> **TASK TO CARRY OUT**: In the listing below, print exactly the lines between the line holding "pub struct FvgConfig" and the line holding "Check the three", inclusive, and no more.
= Beginning of Section =
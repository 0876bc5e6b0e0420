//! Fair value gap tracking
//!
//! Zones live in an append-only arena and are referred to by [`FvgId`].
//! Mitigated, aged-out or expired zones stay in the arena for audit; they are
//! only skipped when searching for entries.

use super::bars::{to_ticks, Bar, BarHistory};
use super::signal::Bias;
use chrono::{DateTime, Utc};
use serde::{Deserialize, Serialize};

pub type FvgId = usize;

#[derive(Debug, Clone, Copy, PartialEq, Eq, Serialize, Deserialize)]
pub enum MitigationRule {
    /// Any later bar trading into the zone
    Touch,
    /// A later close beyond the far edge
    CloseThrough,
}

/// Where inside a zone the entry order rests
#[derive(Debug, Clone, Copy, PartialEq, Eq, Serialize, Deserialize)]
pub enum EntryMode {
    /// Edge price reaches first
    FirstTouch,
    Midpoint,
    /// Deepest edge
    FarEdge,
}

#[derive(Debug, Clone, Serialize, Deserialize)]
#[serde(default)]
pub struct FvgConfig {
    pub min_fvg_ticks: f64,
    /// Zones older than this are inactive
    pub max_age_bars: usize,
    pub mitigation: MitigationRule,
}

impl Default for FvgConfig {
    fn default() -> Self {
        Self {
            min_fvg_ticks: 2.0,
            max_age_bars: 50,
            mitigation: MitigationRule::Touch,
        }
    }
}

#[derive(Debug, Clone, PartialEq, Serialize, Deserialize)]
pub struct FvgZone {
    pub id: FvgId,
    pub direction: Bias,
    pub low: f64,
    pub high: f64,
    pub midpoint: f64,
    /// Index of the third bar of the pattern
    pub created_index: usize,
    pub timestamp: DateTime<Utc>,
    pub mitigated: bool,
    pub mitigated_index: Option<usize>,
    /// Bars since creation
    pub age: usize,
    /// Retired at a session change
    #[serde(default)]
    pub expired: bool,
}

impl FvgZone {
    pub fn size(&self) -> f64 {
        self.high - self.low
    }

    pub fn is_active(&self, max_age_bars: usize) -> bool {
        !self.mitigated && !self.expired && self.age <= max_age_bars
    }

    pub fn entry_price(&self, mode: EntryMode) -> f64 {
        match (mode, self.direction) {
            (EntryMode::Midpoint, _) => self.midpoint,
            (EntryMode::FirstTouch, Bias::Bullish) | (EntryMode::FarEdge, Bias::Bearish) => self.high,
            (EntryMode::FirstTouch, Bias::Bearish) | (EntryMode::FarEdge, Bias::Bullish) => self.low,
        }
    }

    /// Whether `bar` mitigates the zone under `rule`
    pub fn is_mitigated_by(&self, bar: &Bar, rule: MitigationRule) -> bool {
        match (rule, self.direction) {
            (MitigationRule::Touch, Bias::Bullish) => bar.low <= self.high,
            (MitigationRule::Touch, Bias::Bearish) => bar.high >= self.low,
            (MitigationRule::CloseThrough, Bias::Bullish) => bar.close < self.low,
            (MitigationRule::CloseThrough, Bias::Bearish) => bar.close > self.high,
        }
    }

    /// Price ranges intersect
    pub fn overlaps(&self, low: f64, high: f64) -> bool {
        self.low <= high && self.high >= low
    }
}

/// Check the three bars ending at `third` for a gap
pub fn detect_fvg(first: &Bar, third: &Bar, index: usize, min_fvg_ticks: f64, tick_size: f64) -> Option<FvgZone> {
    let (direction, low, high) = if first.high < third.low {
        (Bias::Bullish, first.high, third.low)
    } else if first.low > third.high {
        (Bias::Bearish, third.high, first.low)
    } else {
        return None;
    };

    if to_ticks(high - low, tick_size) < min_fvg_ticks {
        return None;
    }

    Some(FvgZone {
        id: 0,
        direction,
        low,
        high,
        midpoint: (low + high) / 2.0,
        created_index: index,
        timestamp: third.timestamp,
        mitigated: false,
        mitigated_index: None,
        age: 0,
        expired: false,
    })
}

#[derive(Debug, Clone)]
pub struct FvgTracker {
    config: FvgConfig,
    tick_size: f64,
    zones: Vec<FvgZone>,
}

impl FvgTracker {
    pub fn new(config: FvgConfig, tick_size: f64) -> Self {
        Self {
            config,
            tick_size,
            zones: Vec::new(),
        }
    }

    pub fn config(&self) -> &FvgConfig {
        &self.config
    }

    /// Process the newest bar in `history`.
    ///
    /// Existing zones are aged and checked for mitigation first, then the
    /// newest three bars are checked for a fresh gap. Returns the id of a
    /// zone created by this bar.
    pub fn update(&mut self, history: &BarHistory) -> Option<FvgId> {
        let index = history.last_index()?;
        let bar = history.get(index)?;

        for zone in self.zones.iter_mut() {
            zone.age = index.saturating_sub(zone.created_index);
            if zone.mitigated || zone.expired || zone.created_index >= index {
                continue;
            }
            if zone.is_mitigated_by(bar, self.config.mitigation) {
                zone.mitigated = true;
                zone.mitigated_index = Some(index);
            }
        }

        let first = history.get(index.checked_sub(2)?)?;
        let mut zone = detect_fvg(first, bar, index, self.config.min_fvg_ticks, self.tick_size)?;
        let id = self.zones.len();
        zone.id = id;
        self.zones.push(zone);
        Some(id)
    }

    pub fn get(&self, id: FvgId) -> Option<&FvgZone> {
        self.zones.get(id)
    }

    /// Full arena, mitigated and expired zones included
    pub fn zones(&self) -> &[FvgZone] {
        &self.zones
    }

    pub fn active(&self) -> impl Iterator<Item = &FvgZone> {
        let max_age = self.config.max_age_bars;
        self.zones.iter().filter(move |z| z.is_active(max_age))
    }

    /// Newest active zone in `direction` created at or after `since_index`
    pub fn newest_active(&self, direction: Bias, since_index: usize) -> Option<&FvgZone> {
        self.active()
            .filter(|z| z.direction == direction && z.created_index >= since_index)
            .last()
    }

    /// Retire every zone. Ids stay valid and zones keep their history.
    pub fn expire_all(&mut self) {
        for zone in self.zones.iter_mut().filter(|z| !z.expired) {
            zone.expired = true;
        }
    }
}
= End of Section =
> **COMPLETED TASK**:
pub struct FvgConfig {
    pub min_fvg_ticks: f64,
    /// Zones older than this are inactive
    pub max_age_bars: usize,
    pub mitigation: MitigationRule,
}

impl Default for FvgConfig {
    fn default() -> Self {
        Self {
            min_fvg_ticks: 2.0,
            max_age_bars: 50,
            mitigation: MitigationRule::Touch,
        }
    }
}

#[derive(Debug, Clone, PartialEq, Serialize, Deserialize)]
pub struct FvgZone {
    pub id: FvgId,
    pub direction: Bias,
    pub low: f64,
    pub high: f64,
    pub midpoint: f64,
    /// Index of the third bar of the pattern
    pub created_index: usize,
    pub timestamp: DateTime<Utc>,
    pub mitigated: bool,
    pub mitigated_index: Option<usize>,
    /// Bars since creation
    pub age: usize,
    /// Retired at a session change
    #[serde(default)]
    pub expired: bool,
}

impl FvgZone {
    pub fn size(&self) -> f64 {
        self.high - self.low
    }

    pub fn is_active(&self, max_age_bars: usize) -> bool {
        !self.mitigated && !self.expired && self.age <= max_age_bars
    }

    pub fn entry_price(&self, mode: EntryMode) -> f64 {
        match (mode, self.direction) {
            (EntryMode::Midpoint, _) => self.midpoint,
            (EntryMode::FirstTouch, Bias::Bullish) | (EntryMode::FarEdge, Bias::Bearish) => self.high,
            (EntryMode::FirstTouch, Bias::Bearish) | (EntryMode::FarEdge, Bias::Bullish) => self.low,
        }
    }

    /// Whether `bar` mitigates the zone under `rule`
    pub fn is_mitigated_by(&self, bar: &Bar, rule: MitigationRule) -> bool {
        match (rule, self.direction) {
            (MitigationRule::Touch, Bias::Bullish) => bar.low <= self.high,
            (MitigationRule::Touch, Bias::Bearish) => bar.high >= self.low,
            (MitigationRule::CloseThrough, Bias::Bullish) => bar.close < self.low,
            (MitigationRule::CloseThrough, Bias::Bearish) => bar.close > self.high,
        }
    }

    /// Price ranges intersect
    pub fn overlaps(&self, low: f64, high: f64) -> bool {
        self.low <= high && self.high >= low
    }
}

/// Check the three bars ending at `third` for a gap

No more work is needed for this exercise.